There is also concern that revenue from council tax and business rates will significantly drop as the country faces a recession due to the economic turmoil of coronavirus.

Raising the issue of council funding at Prime Minister's Questions, Labour leader Sir Keir Starmer warned council leaders faced a choice between "cutting core services or facing bankruptcy".

"Either outcome will harm communities and mean local services can't reopen," he said.

"That will drive up poverty, something the prime minister says he doesn't intend to do."

He quoted the Conservative leader of Lancashire Council, who said the overall financial impact on councils will be "far in excess of the £3.2bn provided to date".

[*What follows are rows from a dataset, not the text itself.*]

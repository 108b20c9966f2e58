//! Daily stock signal generation
//!
//! Fetches daily OHLCV history from Finnhub (or synthesizes a random-walk
//! substitute when no API key is available), derives momentum and trend
//! features, trains a small gradient-boosted classifier per symbol, and maps
//! the latest up-probability to a BUY / SELL / HOLD signal.
//!
//! # Modules
//!
//! - [`data`] - Finnhub client, synthetic fallback, core market types
//! - [`features`] - Technical indicators and the labeled feature table
//! - [`models`] - Gradient-boosted up-move classifier
//! - [`signals`] - The per-symbol analysis pipeline
//! - [`server`] - Browser dashboard and JSON API
//!
//! # Example
//!
//! ```rust,no_run
//! use stock_signals::data::DataSource;
//! use stock_signals::signals::Predictor;
//!
//! #[tokio::main]
//! async fn main() -> anyhow::Result<()> {
//!     // No API key: candles come from the synthetic generator.
//!     let source = DataSource::new(None);
//!     let predictor = Predictor::new(Box::new(source));
//!
//!     let analysis = predictor.analyze("AAPL").await?;
//!     println!(
//!         "{}: {} ({:.1}% up, accuracy {:.1}%)",
//!         analysis.symbol,
//!         analysis.signal,
//!         analysis.probability * 100.0,
//!         analysis.accuracy * 100.0
//!     );
//!
//!     Ok(())
//! }
//! ```

pub mod config;
pub mod data;
pub mod features;
pub mod models;
pub mod server;
pub mod signals;

pub use config::Config;
pub use data::{Candle, DataSource, FinnhubClient, MarketData};
pub use features::{FeatureEngineer, FeatureTable};
pub use models::{GbmClassifier, GbmParams};
pub use signals::{Analysis, AnalysisError, Predictor, Signal};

Prime Minister Boris Johnson replied that the government had provided £1.6bn to support councils on the frontline and £600m to social care as well the £3.2bn funding to councils in general.

He said the country can be "very proud" of its investments and the response of local government officials.

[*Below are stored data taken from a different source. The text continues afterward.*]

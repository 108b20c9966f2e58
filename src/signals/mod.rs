//! Signal generation: the per-symbol analysis pipeline

pub mod predictor;

pub use predictor::{
    normalize_symbol, parse_watchlist, signal_for, Analysis, AnalysisError, Predictor, Signal,
    CANDLE_HISTORY,
};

"There are some councils, particularly Labour councils alas, that are not opening their schools when they could be opening them," he said.

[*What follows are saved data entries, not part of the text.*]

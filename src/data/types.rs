//! Core market-data structures
//!
//! Candles as returned by the data source, and the training matrix fed to
//! the classifier.

use chrono::{DateTime, Utc};
use serde::{Deserialize, Serialize};

/// One OHLCV record for a single trading day.
#[derive(Debug, Clone, Serialize, Deserialize)]
pub struct Candle {
    /// Bucket open time
    pub timestamp: DateTime<Utc>,
    /// Opening price
    pub open: f64,
    /// Highest price
    pub high: f64,
    /// Lowest price
    pub low: f64,
    /// Closing price
    pub close: f64,
    /// Trading volume
    pub volume: f64,
}

/// Candle resolution accepted by the data source.
#[derive(Debug, Clone, Copy, PartialEq, Eq, Serialize, Deserialize)]
pub enum Resolution {
    Day,
    Week,
    Month,
}

impl Resolution {
    /// Finnhub resolution code.
    pub fn as_str(&self) -> &'static str {
        match self {
            Resolution::Day => "D",
            Resolution::Week => "W",
            Resolution::Month => "M",
        }
    }
}

/// Labeled feature matrix for supervised training.
///
/// Rows are chronological; `features[i]` holds the fixed feature columns for
/// one trading day and `labels[i]` is 1 when the close 3 days forward
/// exceeded that day's close.
#[derive(Debug, Clone, Serialize, Deserialize)]
pub struct Dataset {
    /// Feature column names, in matrix order
    pub feature_names: Vec<String>,
    /// Feature matrix (rows = samples, cols = features)
    pub features: Vec<Vec<f64>>,
    /// Binary labels (0 or 1)
    pub labels: Vec<u8>,
    /// Timestamp of each sample
    pub timestamps: Vec<DateTime<Utc>>,
}

impl Dataset {
    pub fn new(feature_names: Vec<String>) -> Self {
        Self {
            feature_names,
            features: Vec::new(),
            labels: Vec::new(),
            timestamps: Vec::new(),
        }
    }

    pub fn push(&mut self, features: Vec<f64>, label: u8, timestamp: DateTime<Utc>) {
        self.features.push(features);
        self.labels.push(label);
        self.timestamps.push(timestamp);
    }

    pub fn len(&self) -> usize {
        self.features.len()
    }

    pub fn is_empty(&self) -> bool {
        self.features.is_empty()
    }

    pub fn num_features(&self) -> usize {
        self.feature_names.len()
    }

    /// Split chronologically for validation: the held-out partition is
    /// exactly the last `floor(0.2 * len)` rows, the train partition the
    /// remaining prefix. No shuffling: reordering would leak future
    /// information through overlapping indicator windows.
    pub fn split_for_validation(&self) -> (Dataset, Dataset) {
        let test_len = (self.len() as f64 * 0.2).floor() as usize;
        let split_idx = self.len() - test_len;

        let slice = |range: std::ops::Range<usize>| Dataset {
            feature_names: self.feature_names.clone(),
            features: self.features[range.clone()].to_vec(),
            labels: self.labels[range.clone()].to_vec(),
            timestamps: self.timestamps[range].to_vec(),
        };

        (slice(0..split_idx), slice(split_idx..self.len()))
    }
}

#[cfg(test)]
mod tests {
    use super::*;

    fn dataset_of(n: usize) -> Dataset {
        let mut ds = Dataset::new(vec!["a".to_string(), "b".to_string()]);
        for i in 0..n {
            ds.push(vec![i as f64, -(i as f64)], (i % 2) as u8, Utc::now());
        }
        ds
    }

    #[test]
    fn split_holds_out_last_fifth_floor() {
        for n in [5usize, 10, 11, 100, 248] {
            let ds = dataset_of(n);
            let (train, test) = ds.split_for_validation();
            let expected_test = (n as f64 * 0.2).floor() as usize;
            assert_eq!(test.len(), expected_test, "n = {n}");
            assert_eq!(train.len(), n - expected_test, "n = {n}");
        }
    }

    #[test]
    fn split_preserves_row_order() {
        let ds = dataset_of(10);
        let (train, test) = ds.split_for_validation();
        assert_eq!(train.features[0][0], 0.0);
        assert_eq!(train.features[7][0], 7.0);
        assert_eq!(test.features[0][0], 8.0);
        assert_eq!(test.features[1][0], 9.0);
    }

    #[test]
    fn resolution_codes() {
        assert_eq!(Resolution::Day.as_str(), "D");
        assert_eq!(Resolution::Week.as_str(), "W");
    }
}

This isn't the first time local authorities have warned about the impact of this crisis on their finances - and it's unlikely to be the last .

Council budgets have been stretched for some time with social care under particular strain.

The problem has been exacerbated by this virus, with care costs climbing and usual income streams falling.

The government has made more money available, but many local authorities have said it falls short of what's needed.

A few councils have quietly suggested they might get to the point they can't legally balance the books, and may have to effectively declare themselves bankrupt.

Others are suggesting further cuts to services will be necessary to meet the shortfall.

Ministers say they are working on a comprehensive settlement to make sure the sector is sustainable.

With the government facing huge demand for financial support in whole range of areas, councils want to make sure their voices are heard.

Second wave concern

The report into the finances of local authorities, carried out by accounting firm Grant Thornton UK LLP, found that county authorities could be "particularly vulnerable" in the event of a second wave of the coronavirus.

If there was further outbreak, followed by another lockdown, the report estimates councils could face a shortfall of £4.5bn over the next two years.

The report suggests the government should provide financial support to ensure councils do not run out of money.

The County Councils Network is made of 36 local authorities, 32 of which are Conservative controlled. Cornwall and Herefordshire are controlled by independents, while Cheshire East and Durham are Labour-controlled.

Councillor Carl Les, finance spokesperson for the County Councils Network and leader of North Yorkshire County Council, said local authorities are "grappling with increased cost pressures".

"We want to work with government to develop a comprehensive plan to support councils over the coming months and years."

Minister for Local Government Simon Clarke said: "In total, the government has provided over £27bn to support local councils, businesses and communities in fighting the pandemic, including £600m to help reduce the infection rate in care homes and £300m to support track and trace."

He added the government was working on a "comprehensive plan to ensure councils' financial sustainability over the coming year".